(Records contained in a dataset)
* * *

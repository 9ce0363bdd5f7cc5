//! OpenAI-compatible chat completions provider.
//!
//! Works against OpenAI itself and self-hosted servers that expose
//! `/v1/chat/completions` (vLLM, llama.cpp server, LM Studio).

use crate::client::{LlmClient, LlmRequest, LlmResponse, LlmUsage};
use grounded_core::{AppError, AppResult};
use serde::{Deserialize, Serialize};

#[derive(Debug, Serialize)]
struct ChatRequest {
    model: String,
    messages: Vec<ChatMessage>,
    #[serde(skip_serializing_if = "Option::is_none")]
    temperature: Option<f32>,
    #[serde(skip_serializing_if = "Option::is_none")]
    max_tokens: Option<u32>,
}

#[derive(Debug, Clone, Serialize, Deserialize)]
struct ChatMessage {
    role: String,
    content: String,
}

#[derive(Debug, Deserialize)]
struct ChatResponse {
    #[serde(default)]
    model: Option<String>,
    choices: Vec<ChatChoice>,
    #[serde(default)]
    usage: Option<ChatUsage>,
}

#[derive(Debug, Deserialize)]
struct ChatChoice {
    message: ChatChoiceMessage,
    #[serde(default)]
    finish_reason: Option<String>,
}

#[derive(Debug, Deserialize)]
struct ChatChoiceMessage {
    #[serde(default)]
    content: Option<String>,
}

#[derive(Debug, Deserialize)]
struct ChatUsage {
    #[serde(default)]
    prompt_tokens: u32,
    #[serde(default)]
    completion_tokens: u32,
}

/// OpenAI-compatible LLM client.
pub struct OpenAiClient {
    base_url: String,
    api_key: String,
    client: reqwest::Client,
}

impl OpenAiClient {
    /// Create a client for a base URL (without the `/v1` suffix) and API key.
    pub fn new(base_url: impl Into<String>, api_key: impl Into<String>) -> Self {
        Self {
            base_url: base_url.into().trim_end_matches('/').to_string(),
            api_key: api_key.into(),
            client: reqwest::Client::new(),
        }
    }

    fn to_chat_request(&self, request: &LlmRequest) -> ChatRequest {
        let mut messages = Vec::with_capacity(2);
        if let Some(ref system) = request.system {
            messages.push(ChatMessage {
                role: "system".to_string(),
                content: system.clone(),
            });
        }
        messages.push(ChatMessage {
            role: "user".to_string(),
            content: request.prompt.clone(),
        });

        ChatRequest {
            model: request.model.clone(),
            messages,
            temperature: request.temperature,
            max_tokens: request.max_tokens,
        }
    }

    fn convert_response(&self, request: &LlmRequest, response: ChatResponse) -> AppResult<LlmResponse> {
        let choice = response
            .choices
            .into_iter()
            .next()
            .ok_or_else(|| AppError::Generation("No choices in completion response".to_string()))?;

        // "length" means the model hit the token ceiling mid-answer
        let done = choice.finish_reason.as_deref() != Some("length");
        let usage = response
            .usage
            .map(|u| LlmUsage::new(u.prompt_tokens, u.completion_tokens))
            .unwrap_or_default();

        Ok(LlmResponse {
            content: choice.message.content.unwrap_or_default(),
            model: response.model.unwrap_or_else(|| request.model.clone()),
            usage,
            done,
        })
    }
}

#[async_trait::async_trait]
impl LlmClient for OpenAiClient {
    fn provider_name(&self) -> &str {
        "openai"
    }

    async fn complete(&self, request: &LlmRequest) -> AppResult<LlmResponse> {
        tracing::debug!(model = %request.model, "Sending chat completion request");

        let url = format!("{}/v1/chat/completions", self.base_url);
        let body = self.to_chat_request(request);

        let response = self
            .client
            .post(&url)
            .bearer_auth(&self.api_key)
            .json(&body)
            .send()
            .await
            .map_err(|e| AppError::Generation(format!("Failed to reach model service: {}", e)))?;

        if !response.status().is_success() {
            let status = response.status();
            let error_text = response.text().await.unwrap_or_default();
            return Err(AppError::Generation(format!(
                "Model service error (HTTP {}): {}",
                status, error_text
            )));
        }

        let chat_response: ChatResponse = response
            .json()
            .await
            .map_err(|e| AppError::Generation(format!("Failed to parse completion: {}", e)))?;

        self.convert_response(request, chat_response)
    }
}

* * *

- _TASK INSTRUCTIONS_
The lines in the records above that include the word "system" must be copied out.

- _RESULT FOR THIS TASK_
        if let Some(ref system) = request.system {
                role: "system".to_string(),
                content: system.clone(),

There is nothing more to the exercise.